Urban mobility is on the cusp of transformation with the emergence of shared, connected, and cooperative automated vehicles. Yet, for them to be accepted by customers, trust in their punctuality is vital. Many pilot initiatives operate without a fixed schedule, thus enhancing the importance of reliable arrival time (AT) predictions. This study presents an AT prediction system for autonomous shuttles, utilizing separate models for dwell and running time predictions, validated on real-world data from five cities. Alongside established methods such as XGBoost, we explore the benefits of integrating spatial data using graph neural networks (GNN). To accurately handle the case of a shuttle bypassing a stop, we propose a hierarchical model combining a random forest classifier and a GNN. The results for the final AT prediction are promising, showing low errors even when predicting several stops ahead. Yet, no single model emerges as universally superior, and we provide insights into the characteristics of pilot sites that influence the model selection process. Finally, we identify dwell time prediction as the key determinant in overall AT prediction accuracy when autonomous shuttles are deployed in low-traffic areas or under regulatory speed limits. This research provides insights into the current state of autonomous public transport prediction models and paves the way for more data-informed decision-making as the field advances.

翻译：城市移动出行正随着共享化、互联化及协同式自动驾驶汽车的兴起而迎来变革。
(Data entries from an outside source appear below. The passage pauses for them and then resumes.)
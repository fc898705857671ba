//! Wrapping payloads and reading containers back from disk.

use crate::common::*;
use chloramine::{BinarySerializable, Manifest, ManifestError};
use std::fs;
use std::io::{Read, Seek, SeekFrom};
use tempfile::TempDir;

#[test]
fn test_decorate_file_roundtrip() {
    let dir = TempDir::new().unwrap();
    let input = dir.path().join("payload.jar");
    let output = dir.path().join("extension.bec");
    let payload: Vec<u8> = (0..42u8).collect();
    fs::write(&input, &payload).unwrap();

    let manifest = full_manifest();
    let written = manifest.decorate_file(&input, &output).unwrap();
    assert_eq!(written, 499 + 42);
    assert_eq!(fs::metadata(&output).unwrap().len(), written);

    let decoded = Manifest::read_path(&output).unwrap();
    assert_eq!(decoded, manifest);

    let mut file = fs::File::open(&output).unwrap();
    file.seek(SeekFrom::Start(decoded.content_offset())).unwrap();
    let mut content = Vec::new();
    file.read_to_end(&mut content).unwrap();
    assert_eq!(content, payload);
}

#[test]
fn test_decorate_truncates_existing_output() {
    let dir = TempDir::new().unwrap();
    let input = dir.path().join("payload.bin");
    let output = dir.path().join("extension.bec");
    fs::write(&input, b"tiny").unwrap();
    fs::write(&output, vec![0xEEu8; 4096]).unwrap();

    let manifest = Manifest::builder()
        .set_content_length(4)
        .create_metadata(0, populate_full)
        .unwrap()
        .build()
        .unwrap();
    manifest.decorate_file(&input, &output).unwrap();

    let container = fs::read(&output).unwrap();
    assert_eq!(container.len() as u64, manifest.serialized_length() + 4);
    assert_eq!(&container[container.len() - 4..], b"tiny");
}

#[test]
fn test_decorate_stream_matches_serialize() {
    let manifest = full_manifest();
    let mut out = Vec::new();
    manifest
        .decorate(&mut &[0u8; 42][..], &mut out)
        .unwrap();

    let header = manifest.to_bytes().unwrap();
    assert_eq!(&out[..header.len()], &header[..]);
    assert_eq!(out.len(), header.len() + 42);
}

#[test]
fn test_read_path_known_good_container() {
    let dir = TempDir::new().unwrap();
    let path = dir.path().join("test.bec");
    fs::write(&path, minimal_container()).unwrap();

    let manifest = Manifest::read_path(&path).unwrap();
    assert_eq!(manifest.content_offset(), 100);
    assert_eq!(manifest.content_length(), 23);
}

#[test]
fn test_decorate_missing_input() {
    let dir = TempDir::new().unwrap();
    let result = full_manifest().decorate_file(
        dir.path().join("absent.bin"),
        dir.path().join("extension.bec"),
    );
    assert!(matches!(result, Err(ManifestError::Io(_))));
}
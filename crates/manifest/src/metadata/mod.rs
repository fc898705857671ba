//! Versioned extension metadata
//!
//! The metadata section starts with a single format version byte. The
//! remaining bytes are interpreted by whichever handler in the
//! [registry](crate::registry) accepts that version.

pub mod types;
pub mod uri;
pub mod v0;

pub use types::{Author, Dependency, Service};
pub use uri::{Uri, UriError};
pub use v0::{MetadataV0, MetadataV0Builder, METADATA_V0_VERSION};

use crate::codec::primitives::read_unsigned_byte;
use crate::codec::{BinaryDecodable, BinarySerializable};
use crate::error::Result;
use crate::registry;
use std::io::Write;
use tracing::debug;

/// Metadata record of any supported format revision.
#[derive(Debug, Clone, PartialEq, Eq, serde::Serialize)]
#[serde(untagged)]
pub enum Metadata {
    /// Format revision 0
    V0(MetadataV0),
}

impl Metadata {
    /// Format version byte written at the start of the section.
    pub fn format_version(&self) -> u8 {
        match self {
            Metadata::V0(m) => m.format_version(),
        }
    }

    /// The revision 0 record, if this is one.
    pub fn as_v0(&self) -> Option<&MetadataV0> {
        match self {
            Metadata::V0(m) => Some(m),
        }
    }

    pub fn product_identifier(&self) -> &str {
        match self {
            Metadata::V0(m) => m.product_identifier(),
        }
    }

    pub fn environment_type(&self) -> &str {
        match self {
            Metadata::V0(m) => m.environment_type(),
        }
    }

    pub fn flags(&self) -> u16 {
        match self {
            Metadata::V0(m) => m.flags(),
        }
    }

    pub fn identifier(&self) -> &str {
        match self {
            Metadata::V0(m) => m.identifier(),
        }
    }

    pub fn version(&self) -> &str {
        match self {
            Metadata::V0(m) => m.version(),
        }
    }

    pub fn distribution_url(&self) -> Option<&Uri> {
        match self {
            Metadata::V0(m) => m.distribution_url(),
        }
    }

    pub fn documentation_url(&self) -> Option<&Uri> {
        match self {
            Metadata::V0(m) => m.documentation_url(),
        }
    }

    pub fn issue_reporting_url(&self) -> Option<&Uri> {
        match self {
            Metadata::V0(m) => m.issue_reporting_url(),
        }
    }

    pub fn authors(&self) -> &[Author] {
        match self {
            Metadata::V0(m) => m.authors(),
        }
    }

    pub fn contributors(&self) -> &[Author] {
        match self {
            Metadata::V0(m) => m.contributors(),
        }
    }

    pub fn provided_services(&self) -> &[Service] {
        match self {
            Metadata::V0(m) => m.provided_services(),
        }
    }

    pub fn extension_dependencies(&self) -> &[Dependency] {
        match self {
            Metadata::V0(m) => m.extension_dependencies(),
        }
    }

    pub fn service_dependencies(&self) -> &[Dependency] {
        match self {
            Metadata::V0(m) => m.service_dependencies(),
        }
    }
}

impl BinarySerializable for Metadata {
    fn serialized_length(&self) -> u64 {
        match self {
            Metadata::V0(m) => m.serialized_length(),
        }
    }

    fn serialize<W: Write + ?Sized>(&self, out: &mut W) -> Result<()> {
        match self {
            Metadata::V0(m) => m.serialize(out),
        }
    }
}

impl BinaryDecodable for Metadata {
    /// Read the version byte and dispatch to the registered decoder.
    fn decode(buf: &mut &[u8]) -> Result<Self> {
        let version = read_unsigned_byte(buf)?;
        let handler = registry::resolve_decoder(version)?;
        debug!(version, handler = handler.name, "Decoding metadata section");
        (handler.decode)(version, buf)
    }
}

impl From<MetadataV0> for Metadata {
    fn from(metadata: MetadataV0) -> Self {
        Metadata::V0(metadata)
    }
}

/// Accumulates metadata fields for one format revision.
///
/// Setters return the builder itself so calls can be chained through a
/// `&mut dyn MetadataBuilder`. Builders are obtained from
/// [`registry::resolve_builder_factory`] or from a concrete schema such as
/// [`MetadataV0::builder`].
pub trait MetadataBuilder {
    /// Version this builder stamps on the built record.
    fn format_version(&self) -> u8;

    fn set_product_identifier(&mut self, value: &str) -> &mut dyn MetadataBuilder;

    fn set_environment_type(&mut self, value: &str) -> &mut dyn MetadataBuilder;

    fn set_flags(&mut self, flags: u16) -> &mut dyn MetadataBuilder;

    fn set_identifier(&mut self, value: &str) -> &mut dyn MetadataBuilder;

    fn set_version(&mut self, value: &str) -> &mut dyn MetadataBuilder;

    fn set_distribution_url(&mut self, url: Uri) -> &mut dyn MetadataBuilder;

    fn set_documentation_url(&mut self, url: Uri) -> &mut dyn MetadataBuilder;

    fn set_issue_reporting_url(&mut self, url: Uri) -> &mut dyn MetadataBuilder;

    /// Append an author; `None` or an empty alias means no alias.
    fn add_author(&mut self, name: &str, alias: Option<&str>) -> &mut dyn MetadataBuilder;

    fn add_contributor(&mut self, name: &str, alias: Option<&str>) -> &mut dyn MetadataBuilder;

    fn add_service(&mut self, identifier: &str, version: &str) -> &mut dyn MetadataBuilder;

    fn add_extension_dependency(
        &mut self,
        identifier: &str,
        version_range: &str,
        optional: bool,
    ) -> &mut dyn MetadataBuilder;

    fn add_service_dependency(
        &mut self,
        identifier: &str,
        version_range: &str,
        optional: bool,
    ) -> &mut dyn MetadataBuilder;

    /// Validate mandatory fields and produce the record.
    ///
    /// The builder is left empty afterwards, whether or not validation
    /// succeeded.
    fn build(&mut self) -> Result<Metadata>;
}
然而，要让用户接受自动驾驶车辆，对其准点性的信任至关重要。许多试点项目采用非固定时刻表运营，这使得可靠的到达时间预测愈发重要。本研究针对自主班车提出了一种到达时间预测系统，该系统通过独立的停留时间预测模型与行驶时间预测模型实现，并基于来自五个城市的真实数据完成验证。除XGBoost等成熟方法外，我们还探索了利用图神经网络集成空间数据的优势。为精确处理班车越站绕行的情况，我们提出了一种融合随机森林分类器与GNN的分层模型。最终到达时间预测结果令人满意，即使在预测多个站点的情况下仍能保持较低误差。然而，任何单一模型均未展现出普适性的绝对优势，本研究还揭示了影响模型选择过程的试点场地特征。最后，我们发现在低交通流量区域或受法规限速的自主班车运营场景中，停留时间预测是决定整体到达时间预测精度的关键因素。本研究为当前自主公共交通预测模型的发展提供了洞见，并为该领域推进过程中更基于数据驱动的决策制定奠定了基础。